そして朝ごはん屋にもいろいろな種類があるのだが、ここではまず豆漿ドウジァンの店について書きたい。豆漿とはつまり豆乳のことである。台湾ではすごく豆乳を飲んだり料理に使ったりする。心なしか、日本のものより臭みが少ない気がした。

そのまま飲むことも多いが、朝ごはん屋で目立つのは何と言っても鹹豆漿シェンドウジァンだ。これはいってみれば豆乳スープである。少し酢の入った熱い豆乳スープに、ザーサイと桜えびが入っていることが多い。台湾では何でも持ち帰りできるが、こればかりは時間が経つと酢の酸で豆乳が固形化してしまうので、できればその場で飲みたいところ。

そして鹹豆漿には基本的に油条ヨウティアオ燒餅シィアオビンを合わせる。油条はいわゆる揚げパン、燒餅はザクザクのパイ生地のように小麦粉を焼いたものである(小麦粉を焼いたものを総称して「ビン」と呼ぶ)。これらのプレーンな小麦食と、とろりと熱い鹹豆漿の組み合わせで食べる。

もっとも鹹豆漿を出す店には他にも米で具を巻いた飯糰ファントゥアンや各種の卵料理、それに点心など多くのメニューがあるので、みなそれぞれ組み合わせにはうるさそうだ。

三合一(後述)と豆漿のセット

 

近所にあったチェーン店では、三合一サンハーイー咖啡豆漿カーフェイドウジァン(コーヒー豆乳)のセットを推していた。三合一というのは「三位一体」みたいな意味で、サンドイッチ的な形状をしているのだが、その内容はというと前述の燒餅の中に、卵焼きと、これも前述の油条を挟んだものだ。いや……卵についてはわかる。蛋白質だ。卵はいいとして、一体なぜパイ生地の中に揚げパンを挟んだのか。私は何度かこれに挑戦したことがあるが、まさに炭水化物の暴力といった食物であり、いつも膨らみ切った腹をかかえて店を出ることになる。

 

 

他の種類の朝ごはん屋としては、ハンバーガー屋もよく行った。
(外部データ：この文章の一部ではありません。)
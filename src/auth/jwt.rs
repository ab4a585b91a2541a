use chrono::{Duration, Utc};
use jsonwebtoken::{decode, encode, DecodingKey, EncodingKey, Header, TokenData, Validation};
use serde::{Deserialize, Serialize};
use sha2::{Digest, Sha256};
use uuid::Uuid;

use crate::config::Config;
use crate::error::{AppError, AppResult};

#[derive(Debug, Serialize, Deserialize, Clone)]
pub struct Claims {
    pub sub: Uuid,
    pub email: String,
    pub exp: i64,
    pub iat: i64,
    pub token_type: TokenType,
    #[serde(default)]
    pub jti: Option<Uuid>,
    #[serde(default)]
    pub is_admin: Option<bool>,
}

#[derive(Debug, Serialize, Deserialize, Clone, PartialEq)]
#[serde(rename_all = "lowercase")]
pub enum TokenType {
    Access,
    Refresh,
}

#[derive(Debug, Serialize)]
pub struct TokenPair {
    pub access_token: String,
    pub refresh_token: String,
    pub expires_in: i64,
}

pub fn create_access_token(
    user_id: Uuid,
    email: &str,
    is_admin: bool,
    config: &Config,
) -> AppResult<String> {
    let now = Utc::now();
    let claims = Claims {
        sub: user_id,
        email: email.to_string(),
        exp: (now + Duration::seconds(config.jwt_access_ttl_secs)).timestamp(),
        iat: now.timestamp(),
        token_type: TokenType::Access,
        jti: None,
        is_admin: Some(is_admin),
    };

    encode(
        &Header::default(),
        &claims,
        &EncodingKey::from_secret(config.jwt_secret.as_bytes()),
    )
    .map_err(|e| AppError::Internal(anyhow::anyhow!("Failed to create access token: {}", e)))
}

pub fn create_refresh_token(user_id: Uuid, email: &str, config: &Config) -> AppResult<String> {
    let now = Utc::now();
    let jti = Uuid::new_v4();
    let claims = Claims {
        sub: user_id,
        email: email.to_string(),
        exp: (now + Duration::seconds(config.jwt_refresh_ttl_secs)).timestamp(),
        iat: now.timestamp(),
        token_type: TokenType::Refresh,
        jti: Some(jti),
        is_admin: None,
    };

    encode(
        &Header::default(),
        &claims,
        &EncodingKey::from_secret(config.jwt_secret.as_bytes()),
    )
    .map_err(|e| AppError::Internal(anyhow::anyhow!("Failed to create refresh token: {}", e)))
}

pub fn create_token_pair(
    user_id: Uuid,
    email: &str,
    is_admin: bool,
    config: &Config,
) -> AppResult<TokenPair> {
    let access_token = create_access_token(user_id, email, is_admin, config)?;
    let refresh_token = create_refresh_token(user_id, email, config)?;

    Ok(TokenPair {
        access_token,
        refresh_token,
        expires_in: config.jwt_access_ttl_secs,
    })
}

/// Compute SHA-256 hash of a raw token string, returned as lowercase hex.
pub fn hash_token(raw_token: &str) -> String {
    let mut hasher = Sha256::new();
    hasher.update(raw_token.as_bytes());
    format!("{:x}", hasher.finalize())
}

pub fn verify_token(token: &str, config: &Config) -> AppResult<TokenData<Claims>> {
    let mut validation = Validation::default();
    validation.validate_exp = true;

    decode::<Claims>(
        token,
        &DecodingKey::from_secret(config.jwt_secret.as_bytes()),
        &validation,
    )
    .map_err(|_| AppError::Unauthorized)
}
漢堡店ハンバオディエンと呼ばれる種類の店なのだが、この種の店で出されるハンバーガーはいわゆるハンバーガーチェーンのそれとはかなり違う。

いや、基本的な構成要素は同じなのだが、なんというか目指すものがだいぶ違う。うまく説明できないが、強いて言えばお惣菜っぽい。パンもハンバーグも香ばしく焼くというよりは、水分が多くて柔らかめな感じだ。食べている感じがマクドナルドのようなチェーンのハンバーガーとも、カフェやレストランの高級なハンバーガーとも違う、しっとりとした独特の味わいである。

 

漢堡(ハンバーガー)の店。

 

他にも妙に甘いサンドイッチや各種の粉もの、そしてお粥など、台湾の朝ごはんは多彩だ。でも実を言うとそんなに頻繁に食べたわけではない。なぜならどれを食べても、けっこう量が多い。私などは朝はわりと少食なので、朝ごはん屋で食べるとお腹がいっぱいになってしまう。なので休日のブランチにしたり、ちょっと早めのお昼として食べることも多かった。
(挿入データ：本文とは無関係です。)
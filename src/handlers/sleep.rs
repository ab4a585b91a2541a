use axum::{
    extract::{Path, Query, State},
    http::StatusCode,
    Extension, Json,
};
use chrono::{Duration, Utc};
use serde::Serialize;
use sqlx::types::Json as Jsonb;
use uuid::Uuid;
use validator::Validate;

use crate::auth::middleware::AuthUser;
use crate::error::{AppError, AppResult};
use crate::models::mood::StatsQuery;
use crate::models::sleep::{
    BedtimeActivity, Comfort, CreateSleepEntryRequest, SleepAid, SleepEntry, SleepQuery,
    UpdateSleepEntryRequest,
};
use crate::models::{ApiResponse, ListResponse, Pagination};
use crate::services::patterns::{self, ScheduleVariance, SleepDayPattern, SleepFactorImpact};
use crate::services::recommend::{sleep_recommendations, Recommendation};
use crate::services::stats::{self, ScoreBucket, SleepStats};
use crate::AppState;

pub async fn list_entries(
    State(state): State<AppState>,
    Extension(auth_user): Extension<AuthUser>,
    Query(query): Query<SleepQuery>,
) -> AppResult<Json<ListResponse<SleepEntry>>> {
    let (page, limit, offset) = super::page_params(query.page, query.limit);

    let total = sqlx::query_scalar::<_, i64>(
        r#"
        SELECT COUNT(*) FROM sleep_entries
        WHERE user_id = $1
          AND ($2::timestamptz IS NULL OR sleep_time >= $2)
          AND ($3::timestamptz IS NULL OR sleep_time <= $3)
          AND ($4::int IS NULL OR quality = $4)
        "#,
    )
    .bind(auth_user.id)
    .bind(query.start_date)
    .bind(query.end_date)
    .bind(query.quality)
    .fetch_one(&state.db)
    .await?;

    let entries = sqlx::query_as::<_, SleepEntry>(
        r#"
        SELECT * FROM sleep_entries
        WHERE user_id = $1
          AND ($2::timestamptz IS NULL OR sleep_time >= $2)
          AND ($3::timestamptz IS NULL OR sleep_time <= $3)
          AND ($4::int IS NULL OR quality = $4)
        ORDER BY sleep_time DESC
        LIMIT $5 OFFSET $6
        "#,
    )
    .bind(auth_user.id)
    .bind(query.start_date)
    .bind(query.end_date)
    .bind(query.quality)
    .bind(limit)
    .bind(offset)
    .fetch_all(&state.db)
    .await?;

    Ok(Json(ListResponse::new(
        entries,
        Pagination::for_page(page, limit, total),
    )))
}

pub async fn create_entry(
    State(state): State<AppState>,
    Extension(auth_user): Extension<AuthUser>,
    Json(body): Json<CreateSleepEntryRequest>,
) -> AppResult<(StatusCode, Json<ApiResponse<SleepEntry>>)> {
    body.validate()
        .map_err(|e| AppError::Validation(e.to_string()))?;
    body.validate_times().map_err(AppError::Validation)?;

    let entry = sqlx::query_as::<_, SleepEntry>(
        r#"
        INSERT INTO sleep_entries
            (id, user_id, sleep_time, wake_time, quality, interruptions, note,
             sleep_environment, activities_before_bed, sleep_aids, wake_up_mood)
        VALUES ($1, $2, $3, $4, $5, $6, $7, $8, $9, $10, $11)
        RETURNING *
        "#,
    )
    .bind(Uuid::new_v4())
    .bind(auth_user.id)
    .bind(body.sleep_time)
    .bind(body.wake_time)
    .bind(body.quality)
    .bind(body.interruptions)
    .bind(&body.note)
    .bind(body.sleep_environment.as_ref().map(Jsonb))
    .bind(Jsonb(&body.activities_before_bed))
    .bind(&body.sleep_aids)
    .bind(body.wake_up_mood)
    .fetch_one(&state.db)
    .await?;

    Ok((StatusCode::CREATED, Json(ApiResponse::new(entry))))
}

pub async fn get_entry(
    State(state): State<AppState>,
    Extension(auth_user): Extension<AuthUser>,
    Path(entry_id): Path<Uuid>,
) -> AppResult<Json<ApiResponse<SleepEntry>>> {
    let entry = sqlx::query_as::<_, SleepEntry>(
        "SELECT * FROM sleep_entries WHERE id = $1 AND user_id = $2",
    )
    .bind(entry_id)
    .bind(auth_user.id)
    .fetch_optional(&state.db)
    .await?
    .ok_or_else(|| AppError::NotFound("Sleep entry not found".into()))?;

    Ok(Json(ApiResponse::new(entry)))
}

pub async fn update_entry(
    State(state): State<AppState>,
    Extension(auth_user): Extension<AuthUser>,
    Path(entry_id): Path<Uuid>,
    Json(body): Json<UpdateSleepEntryRequest>,
) -> AppResult<Json<ApiResponse<SleepEntry>>> {
    body.validate()
        .map_err(|e| AppError::Validation(e.to_string()))?;

    let existing =
        sqlx::query_as::<_, SleepEntry>("SELECT * FROM sleep_entries WHERE id = $1")
            .bind(entry_id)
            .fetch_optional(&state.db)
            .await?
            .ok_or_else(|| AppError::NotFound("Sleep entry not found".into()))?;

    if existing.user_id != auth_user.id {
        return Err(AppError::Forbidden);
    }

    // Re-check ordering against the merged times, not just the patch.
    let sleep_time = body.sleep_time.unwrap_or(existing.sleep_time);
    let wake_time = body.wake_time.unwrap_or(existing.wake_time);
    if sleep_time >= wake_time {
        return Err(AppError::Validation("sleepTime must be before wakeTime".into()));
    }

    let entry = sqlx::query_as::<_, SleepEntry>(
        r#"
        UPDATE sleep_entries SET
            sleep_time = $2,
            wake_time = $3,
            quality = COALESCE($4, quality),
            interruptions = COALESCE($5, interruptions),
            note = COALESCE($6, note),
            sleep_environment = COALESCE($7, sleep_environment),
            activities_before_bed = COALESCE($8, activities_before_bed),
            sleep_aids = COALESCE($9, sleep_aids),
            wake_up_mood = COALESCE($10, wake_up_mood),
            updated_at = NOW()
        WHERE id = $1
        RETURNING *
        "#,
    )
    .bind(entry_id)
    .bind(sleep_time)
    .bind(wake_time)
    .bind(body.quality)
    .bind(body.interruptions)
    .bind(&body.note)
    .bind(body.sleep_environment.as_ref().map(Jsonb))
    .bind(body.activities_before_bed.as_ref().map(Jsonb))
    .bind(&body.sleep_aids)
    .bind(body.wake_up_mood)
    .fetch_one(&state.db)
    .await?;

    Ok(Json(ApiResponse::new(entry)))
}

pub async fn delete_entry(
    State(state): State<AppState>,
    Extension(auth_user): Extension<AuthUser>,
    Path(entry_id): Path<Uuid>,
) -> AppResult<Json<serde_json::Value>> {
    let owner = sqlx::query_scalar::<_, Uuid>("SELECT user_id FROM sleep_entries WHERE id = $1")
        .bind(entry_id)
        .fetch_optional(&state.db)
        .await?
        .ok_or_else(|| AppError::NotFound("Sleep entry not found".into()))?;

    if owner != auth_user.id {
        return Err(AppError::Forbidden);
    }

    sqlx::query("DELETE FROM sleep_entries WHERE id = $1")
        .bind(entry_id)
        .execute(&state.db)
        .await?;

    Ok(Json(serde_json::json!({ "success": true, "data": {} })))
}

#[derive(Debug, Serialize)]
pub struct SleepStatsResponse {
    #[serde(flatten)]
    pub overall: SleepStats,
    pub quality_distribution: Vec<ScoreBucket>,
    pub weekly_patterns: Vec<SleepDayPattern>,
    pub recent_entries: Vec<SleepEntry>,
}

pub async fn get_stats(
    State(state): State<AppState>,
    Extension(auth_user): Extension<AuthUser>,
    Query(query): Query<StatsQuery>,
) -> AppResult<Json<ApiResponse<SleepStatsResponse>>> {
    let days = query.days.unwrap_or(7).max(1);
    let entries = fetch_window(&state, auth_user.id, days).await?;

    let recent_entries = entries.iter().take(5).cloned().collect();

    Ok(Json(ApiResponse::new(SleepStatsResponse {
        overall: stats::sleep_stats(&entries),
        quality_distribution: stats::quality_distribution(&entries),
        weekly_patterns: patterns::weekly_sleep_patterns(&entries),
        recent_entries,
    })))
}

#[derive(Debug, Serialize)]
pub struct SleepInsightsResponse {
    pub environment_impact: Vec<SleepFactorImpact<Comfort>>,
    pub activity_impact: Vec<SleepFactorImpact<BedtimeActivity>>,
    pub sleep_aid_effectiveness: Vec<SleepFactorImpact<SleepAid>>,
    pub schedule_variance: Option<ScheduleVariance>,
    pub recommendations: Vec<Recommendation>,
}

pub async fn get_insights(
    State(state): State<AppState>,
    Extension(auth_user): Extension<AuthUser>,
    Query(query): Query<StatsQuery>,
) -> AppResult<Json<ApiResponse<SleepInsightsResponse>>> {
    let days = query.days.unwrap_or(30).max(1);
    let entries = fetch_window(&state, auth_user.id, days).await?;

    let schedule = patterns::schedule_variance(&entries);
    let avg_duration = stats::sleep_stats(&entries).avg_duration;
    let recommendations = sleep_recommendations(schedule.as_ref(), avg_duration);

    Ok(Json(ApiResponse::new(SleepInsightsResponse {
        environment_impact: patterns::environment_comfort_impact(&entries),
        activity_impact: patterns::bedtime_activity_impact(&entries),
        sleep_aid_effectiveness: patterns::sleep_aid_effectiveness(&entries),
        schedule_variance: schedule,
        recommendations,
    })))
}

async fn fetch_window(
    state: &AppState,
    user_id: Uuid,
    days: i64,
) -> AppResult<Vec<SleepEntry>> {
    let since = Utc::now() - Duration::days(days);
    let entries = sqlx::query_as::<_, SleepEntry>(
        r#"
        SELECT * FROM sleep_entries
        WHERE user_id = $1 AND sleep_time >= $2
        ORDER BY sleep_time DESC
        "#,
    )
    .bind(user_id)
    .bind(since)
    .fetch_all(&state.db)
    .await?;
    Ok(entries)
}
なおほとんどの朝ごはん屋は、昼前には店を閉めてしまう。本当に朝食専門なのであった。このあたりにも、台湾では多くの人が出勤前に朝ごはんを買って食べるということがわかる。私が習った中国語の先生は、朝ごはん屋は学校の近くに多いと言っていた。親が子供を送り、朝食を食べさせてから学校へ行かせるためだという。